## PROBLEM TO SOLVE
Work through the material below line by line and say how many lines include the word "Option". Only the number, please.

──────── DATA FOR THE TASK

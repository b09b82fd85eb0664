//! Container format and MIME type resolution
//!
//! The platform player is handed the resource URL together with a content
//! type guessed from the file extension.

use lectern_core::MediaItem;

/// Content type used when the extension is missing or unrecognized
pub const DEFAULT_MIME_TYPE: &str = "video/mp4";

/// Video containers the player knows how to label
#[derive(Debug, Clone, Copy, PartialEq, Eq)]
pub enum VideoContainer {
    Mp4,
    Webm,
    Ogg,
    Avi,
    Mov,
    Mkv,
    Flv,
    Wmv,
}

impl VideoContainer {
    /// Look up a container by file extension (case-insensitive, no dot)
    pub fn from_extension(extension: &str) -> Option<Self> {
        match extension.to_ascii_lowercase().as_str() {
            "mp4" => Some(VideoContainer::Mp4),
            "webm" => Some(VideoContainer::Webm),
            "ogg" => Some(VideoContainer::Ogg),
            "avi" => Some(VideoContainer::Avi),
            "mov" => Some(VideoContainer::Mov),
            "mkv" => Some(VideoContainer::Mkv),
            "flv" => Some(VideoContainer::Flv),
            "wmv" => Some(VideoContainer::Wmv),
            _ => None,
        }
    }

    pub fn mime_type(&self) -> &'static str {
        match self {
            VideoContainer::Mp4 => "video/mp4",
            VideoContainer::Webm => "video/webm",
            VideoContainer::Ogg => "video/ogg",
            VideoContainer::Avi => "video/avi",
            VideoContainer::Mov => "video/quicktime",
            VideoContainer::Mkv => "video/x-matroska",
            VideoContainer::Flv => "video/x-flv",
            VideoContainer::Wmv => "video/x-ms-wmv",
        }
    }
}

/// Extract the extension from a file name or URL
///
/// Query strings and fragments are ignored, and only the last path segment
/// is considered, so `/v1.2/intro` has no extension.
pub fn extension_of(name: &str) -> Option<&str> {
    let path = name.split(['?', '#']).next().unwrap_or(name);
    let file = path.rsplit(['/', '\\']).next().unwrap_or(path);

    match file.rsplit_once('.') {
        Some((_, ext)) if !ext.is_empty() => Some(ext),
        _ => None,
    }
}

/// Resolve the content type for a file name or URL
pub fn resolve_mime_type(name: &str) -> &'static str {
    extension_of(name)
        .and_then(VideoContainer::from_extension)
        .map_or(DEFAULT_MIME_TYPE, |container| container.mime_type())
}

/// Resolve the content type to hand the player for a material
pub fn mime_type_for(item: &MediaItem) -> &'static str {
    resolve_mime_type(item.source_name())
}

────────────────

## EXERCISE SOLUTION
2